А нужно бы писать записки, хотя бы для того, чтоб многое непонятное в его жизни объяснять. Например, было написано письмо к Энгельгардту, оно ходит в рукописи. Лев Николаевич никогда не видал молодого Энгельгардта, который, как и многие другие, написал письмо Льву Николаевичу как известному писателю. Но Л. Н. был мрачно настроен. Проводя мысли свои в писании, он хотел и не мог провести их в жизни, он чувствовал себя одиноким и несчастным, и он излил, как бы в дневник, мысли свои в письме к незнакомому человеку.

Еще странны его отношения и переписка с людьми, которых репутация ужасна, которых просто считают бесчестными – как Озмидов, например. Я на днях, увидав на конверте адрес Озмидову, спросила Льва Николаевича, почему он продолжает свои отношения и переписку, зная, что это дурной человек. Он мне ответил: «Если он дурной, то я ему еще более, чем другим, могу быть нужен и полезен». Этим объясняются его сношения с многими нехорошими, неясными и часто совсем незнакомыми (темными) людьми, которые бывают у нас в огромном количестве.

Вчера еще приходил студент-медик 4-го курса, отчаянный революционер, которому Л. Н. внушал заблуждение революции. Убедил ли он его – не знаю. Этого я не видала.

Сегодня получено много писем из Америки, статья Кеннана в «Century» о посещении его Ясной Поляны и о разговорах Льва Николаевича и еще печатный отзыв о переведенных произведениях Л. Н. Всё очень лестное и симпатизирующее. Ужасно странно и приятно в такой дали находить такое верное понимание и сочувствие[62].

Левочка ушел в Ясенки пешком с двумя дочерьми и двумя кузминскими девочками. Идет дождь, я послала за ними катки и платья. Левочка без окружавших его апостолов, Черткова, Фейнермана и др., стал тем же милым, веселым семейным человеком, каким был прежде. На днях он с увлечением проиграл на фортепьяно весь вечер: Моцарта, Вебера, Гайдна, со скрипкой. Он видимо наслаждался. На скрипке играл юноша 18 лет, которого я взяла для Левы учителем игры на скрипке, по его желанию. Юноша этот, Ляссота, из Московской консерватории.

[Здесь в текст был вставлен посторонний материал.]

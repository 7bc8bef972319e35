//! Package archive handling
//!
//! DOCX and DOTX files are ZIP archives of XML parts. [`PackageArchive`]
//! holds every part in memory so parts can be replaced before writing.

use std::collections::HashMap;
use std::fs::File;
use std::io::{Cursor, Read, Seek, Write};
use std::path::Path;

use zip::read::ZipArchive;
use zip::write::ZipWriter;
use zip::CompressionMethod;

use crate::error::{DocxError, Result};

/// Main document part
pub const DOCUMENT_PART: &str = "word/document.xml";
/// Relationships of the main document part
pub const DOCUMENT_RELS_PART: &str = "word/_rels/document.xml.rels";
/// Package content types
pub const CONTENT_TYPES_PART: &str = "[Content_Types].xml";

/// An unpacked OOXML package
#[derive(Debug, Default, Clone)]
pub struct PackageArchive {
    /// All parts, keyed by path
    files: HashMap<String, Vec<u8>>,
}

impl PackageArchive {
    /// Create an empty package
    pub fn new() -> Self {
        Self::default()
    }

    /// Open and unpack a DOCX/DOTX file
    pub fn open<P: AsRef<Path>>(path: P) -> Result<Self> {
        let file = File::open(path)?;
        Self::from_reader(file)
    }

    /// Unpack from in-memory bytes
    pub fn from_bytes(bytes: &[u8]) -> Result<Self> {
        Self::from_reader(Cursor::new(bytes))
    }

    /// Create from any reader that implements Read + Seek
    pub fn from_reader<R: Read + Seek>(reader: R) -> Result<Self> {
        let mut archive = ZipArchive::new(reader)?;
        let mut files = HashMap::new();

        for i in 0..archive.len() {
            let mut file = archive.by_index(i)?;
            let name = file.name().to_string();

            // Skip directories
            if name.ends_with('/') {
                continue;
            }

            let mut contents = Vec::new();
            file.read_to_end(&mut contents)?;
            files.insert(name, contents);
        }

        Ok(Self { files })
    }

    /// Get a part's contents by path
    pub fn get(&self, path: &str) -> Option<&[u8]> {
        self.files.get(path).map(|v| v.as_slice())
    }

    /// Get a part's contents as a string
    pub fn get_string(&self, path: &str) -> Option<String> {
        self.files
            .get(path)
            .map(|bytes| String::from_utf8_lossy(bytes).into_owned())
    }

    /// Get the main document part
    pub fn document_xml(&self) -> Result<&[u8]> {
        self.get(DOCUMENT_PART)
            .ok_or_else(|| DocxError::MissingFile(DOCUMENT_PART.to_string()))
    }

    /// Check if a part exists
    pub fn contains(&self, path: &str) -> bool {
        self.files.contains_key(path)
    }

    /// All part paths, sorted
    pub fn file_list(&self) -> Vec<&str> {
        let mut paths: Vec<&str> = self.files.keys().map(|s| s.as_str()).collect();
        paths.sort_unstable();
        paths
    }

    /// Set or update a part
    pub fn set(&mut self, path: impl Into<String>, contents: Vec<u8>) {
        self.files.insert(path.into(), contents);
    }

    /// Set a part from a string
    pub fn set_string(&mut self, path: impl Into<String>, contents: impl Into<String>) {
        self.files.insert(path.into(), contents.into().into_bytes());
    }

    /// Remove a part
    pub fn remove(&mut self, path: &str) -> Option<Vec<u8>> {
        self.files.remove(path)
    }

    /// Write the package to a file
    pub fn write_to_file<P: AsRef<Path>>(&self, path: P) -> Result<()> {
        let file = File::create(path)?;
        self.write_to(file)
    }

    /// Write the package to an in-memory buffer
    pub fn to_bytes(&self) -> Result<Vec<u8>> {
        let mut output = Cursor::new(Vec::new());
        self.write_to(&mut output)?;
        Ok(output.into_inner())
    }

    /// Write the package to any writer
    pub fn write_to<W: Write + Seek>(&self, writer: W) -> Result<()> {
        let mut zip = ZipWriter::new(writer);
        let options = zip::write::SimpleFileOptions::default()
            .compression_method(CompressionMethod::Deflated);

        // Sort keys for deterministic output
        for path in self.file_list() {
            zip.start_file(path, options)?;
            zip.write_all(&self.files[path])?;
        }

        zip.finish()?;
        Ok(())
    }
}

#[cfg(test)]
mod tests {
    use super::*;

    #[test]
    fn test_set_and_roundtrip() {
        let mut archive = PackageArchive::new();
        archive.set_string("b.xml", "<b/>");
        archive.set_string("a.xml", "<a/>");

        let bytes = archive.to_bytes().unwrap();
        let reread = PackageArchive::from_bytes(&bytes).unwrap();
        assert_eq!(reread.file_list(), vec!["a.xml", "b.xml"]);
        assert_eq!(reread.get_string("a.xml").as_deref(), Some("<a/>"));
    }

    #[test]
    fn test_missing_document() {
        let archive = PackageArchive::new();
        assert!(matches!(
            archive.document_xml(),
            Err(DocxError::MissingFile(_))
        ));
    }

    #[test]
    fn test_not_a_zip() {
        assert!(PackageArchive::from_bytes(b"plain text").is_err());
    }

    #[test]
    fn test_write_to_file() {
        let dir = tempfile::tempdir().unwrap();
        let path = dir.path().join("out.docx");
        let mut archive = PackageArchive::new();
        archive.set_string(DOCUMENT_PART, "<w:document/>");
        archive.write_to_file(&path).unwrap();

        let mut reopened = PackageArchive::open(&path).unwrap();
        assert!(reopened.contains(DOCUMENT_PART));
        assert!(reopened.remove("missing.xml").is_none());
        assert!(reopened.remove(DOCUMENT_PART).is_some());
    }
}
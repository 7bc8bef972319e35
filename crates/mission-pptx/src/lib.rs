//! # mission-pptx
//!
//! Slide-deck (PPTX) export for Mission Control lesson plans.
//!
//! Each plan section becomes a titled slide whose body holds one paragraph
//! per classified line. Long sections continue on further slides, and an
//! optional title slide is built from the plan metadata.
//!
//! ## Features
//!
//! - **DeckContract**: TOML settings for locale, slide size, lines per
//!   slide and the title slide
//! - **Verbatim content**: line content is written as-is, numbered lines
//!   keep their `N. ` prefix and time labels are bold
//! - **Read-back**: [`read_slides`] extracts slide text for inspection
//!
//! ## Example
//!
//! ```rust,ignore
//! use mission_core::{parse_sections, Palette, StyleTable};
//! use mission_pptx::{DeckBuilder, DeckContract, PptxWriter};
//!
//! let contract = DeckContract::default();
//! let (styles, palette) = (StyleTable::default(), Palette::default());
//! let deck = DeckBuilder::new(&contract, &styles, &palette).build(&parse_sections(&text));
//!
//! let pptx_bytes = PptxWriter::new(contract).generate(&deck)?;
//! std::fs::write("plan.pptx", pptx_bytes)?;
//! ```

pub mod contract;
pub mod deck;
pub mod error;
pub mod reader;
pub mod slide;
pub mod writer;

// Re-exports
pub use contract::{DeckContract, SlidePreset};
pub use deck::{paragraph_for, Deck, DeckBuilder};
pub use error::{PptxError, Result};
pub use reader::{read_slides, SlideText};
pub use slide::{ParagraphKind, Slide, SlideKind, SlideParagraph, TextRun};
pub use writer::PptxWriter;

/// PPTX-related constants
pub mod constants {
    /// Default slide width in EMU (914400 EMU = 1 inch, standard 10" width)
    pub const DEFAULT_SLIDE_WIDTH_EMU: i64 = 9_144_000;

    /// Default slide height in EMU (standard 7.5" height for 4:3)
    pub const DEFAULT_SLIDE_HEIGHT_EMU: i64 = 6_858_000;

    /// Widescreen 16:9 slide width in EMU (13.333" width)
    pub const WIDESCREEN_SLIDE_WIDTH_EMU: i64 = 12_192_000;

    /// Widescreen 16:9 slide height in EMU (7.5" height)
    pub const WIDESCREEN_SLIDE_HEIGHT_EMU: i64 = 6_858_000;

    /// Smallest accepted slide edge (1")
    pub const MIN_SLIDE_EMU: i64 = 914_400;

    /// Largest accepted slide edge (56")
    pub const MAX_SLIDE_EMU: i64 = 51_206_400;

    /// EMU per inch
    pub const EMU_PER_INCH: i64 = 914_400;

    /// EMU per point
    pub const EMU_PER_POINT: i64 = 12_700;

    /// PresentationML namespace
    pub const NS_PRESENTATION: &str =
        "http://schemas.openxmlformats.org/presentationml/2006/main";

    /// DrawingML namespace
    pub const NS_DRAWING: &str = "http://schemas.openxmlformats.org/drawingml/2006/main";

    /// Relationship id namespace (`r:id` attributes)
    pub const NS_RELATIONSHIPS: &str =
        "http://schemas.openxmlformats.org/officeDocument/2006/relationships";

    /// Namespace of `.rels` parts
    pub const NS_PACKAGE_RELATIONSHIPS: &str =
        "http://schemas.openxmlformats.org/package/2006/relationships";

    /// Slide relationship type
    pub const REL_TYPE_SLIDE: &str =
        "http://schemas.openxmlformats.org/officeDocument/2006/relationships/slide";

    /// Slide layout relationship type
    pub const REL_TYPE_SLIDE_LAYOUT: &str =
        "http://schemas.openxmlformats.org/officeDocument/2006/relationships/slideLayout";

    /// Slide master relationship type
    pub const REL_TYPE_SLIDE_MASTER: &str =
        "http://schemas.openxmlformats.org/officeDocument/2006/relationships/slideMaster";

    /// Theme relationship type
    pub const REL_TYPE_THEME: &str =
        "http://schemas.openxmlformats.org/officeDocument/2006/relationships/theme";
}

/// Crate version
pub const VERSION: &str = env!("CARGO_PKG_VERSION");

#[cfg(test)]
mod tests {
    use super::*;

    #[test]
    fn test_emu_constants() {
        // 1 inch = 72 points
        assert_eq!(constants::EMU_PER_INCH, 72 * constants::EMU_PER_POINT);
    }

    #[test]
    fn test_default_slide_dimensions() {
        // Standard 4:3 slide is 10" x 7.5"
        let expected_width = 10 * constants::EMU_PER_INCH;
        let expected_height = (7.5 * constants::EMU_PER_INCH as f64) as i64;

        assert_eq!(constants::DEFAULT_SLIDE_WIDTH_EMU, expected_width);
        assert_eq!(constants::DEFAULT_SLIDE_HEIGHT_EMU, expected_height);
    }

    #[test]
    fn test_widescreen_dimensions() {
        let aspect_ratio = constants::WIDESCREEN_SLIDE_WIDTH_EMU as f64
            / constants::WIDESCREEN_SLIDE_HEIGHT_EMU as f64;
        assert!((aspect_ratio - 16.0 / 9.0).abs() < 0.01);
    }

    #[test]
    fn test_slide_limits() {
        assert!(constants::MIN_SLIDE_EMU < constants::DEFAULT_SLIDE_HEIGHT_EMU);
        assert!(constants::WIDESCREEN_SLIDE_WIDTH_EMU < constants::MAX_SLIDE_EMU);
    }
}
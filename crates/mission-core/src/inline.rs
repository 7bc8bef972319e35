//! Inline emphasis expansion
//!
//! Expands `**bold**` and `` `code` `` spans inside a line's content into
//! [`Inline`] runs. Runs left to right, always taking the earliest marker.
//! Unpaired markers stay as literal text.

use mission_ast::{FormatType, Inline};
use once_cell::sync::Lazy;
use regex::Regex;

static BOLD_RE: Lazy<Regex> =
    Lazy::new(|| Regex::new(r"\*\*([^*]+)\*\*").expect("valid bold pattern"));
static MONO_RE: Lazy<Regex> = Lazy::new(|| Regex::new(r"`([^`]+)`").expect("valid code pattern"));

/// Expand emphasis markers in `content`.
///
/// Returns a single empty text run for empty input so callers always have
/// something to emit.
pub fn expand_emphasis(content: &str) -> Vec<Inline> {
    let mut result = Vec::new();
    let mut remaining = content;

    while !remaining.is_empty() {
        let earliest = [
            BOLD_RE
                .captures(remaining)
                .map(|c| (c, FormatType::Bold)),
            MONO_RE
                .captures(remaining)
                .map(|c| (c, FormatType::Monospace)),
        ]
        .into_iter()
        .flatten()
        .min_by_key(|(caps, _)| caps.get(0).map_or(usize::MAX, |m| m.start()));

        let Some((caps, format)) = earliest else {
            result.push(Inline::Text(remaining.to_string()));
            break;
        };

        let (Some(whole), Some(inner)) = (caps.get(0), caps.get(1)) else {
            result.push(Inline::Text(remaining.to_string()));
            break;
        };

        if whole.start() > 0 {
            result.push(Inline::Text(remaining[..whole.start()].to_string()));
        }
        result.push(Inline::Format(format, inner.as_str().to_string()));
        remaining = &remaining[whole.end()..];
    }

    if result.is_empty() {
        result.push(Inline::Text(String::new()));
    }

    result
}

Приехавши из Москвы 11 мая, я настояла, чтоб Левочка пил воды по предписанию Захарьина, и он повиновался. Я подносила ему молча стакан подогретого Эмса, и он молча выпивал. Когда бывал не в духе, говорил: «Тебе скажут, что нужно вливать что-то, ты и веришь. Я это делаю, потому что вред будет небольшой». Но он пропил все три недели и к вегетарианству не возвратился. На мой взгляд, здоровье его очень поправилось; он много ходит, стал сильнее и только спит недостаточно, часов семь; я думаю, это от слишком усидчивой умственной работы.

Его радует его успех или, скорее, сочувствие к нему в Америке, но успех и слава вообще влияют на него мало. Вид у него теперь счастливый и бодрый, и он часто говорит: «Как хороша жизнь!»

Скучаю об Илюше и мучаюсь, что до сих пор его не навестила. Но он последний год этот показывал так мало потребности сношений с семьей, так далек был от всех нас, что не думается, что мы нужны ему. Бедный он, сбился как-то, нравственно опустился и оттого такой подавленный и жалкий. Поеду на этих днях к нему.

Ко мне приходит ежедневно пропасть больных. С помощью книги Флоринского [ «Домашняя медицина. Лечебник для народного употребления»] я лечу всех; но что за нравственное мучение – это бессилие иногда понять, узнать, в чем болезнь и как помочь! Иногда мне поэтому хочется бросить это дело, но выйдешь, видишь это трогательное доверие, эти больные умоляющие глаза, и станет жалко, и с упреком совести, что делаешь, может быть, совсем не то, даешь лекарства и стараешься не вспоминать об этих несчастных. А на днях у меня не было того средства, которое было нужно, и я дала записку в аптеку и деньги на лекарство. Больная вдруг заплакала, отдала деньги и говорит: «Я, видно, помру, а деньги возьмите, дайте кому победнее меня, спасибо, а мне не надо».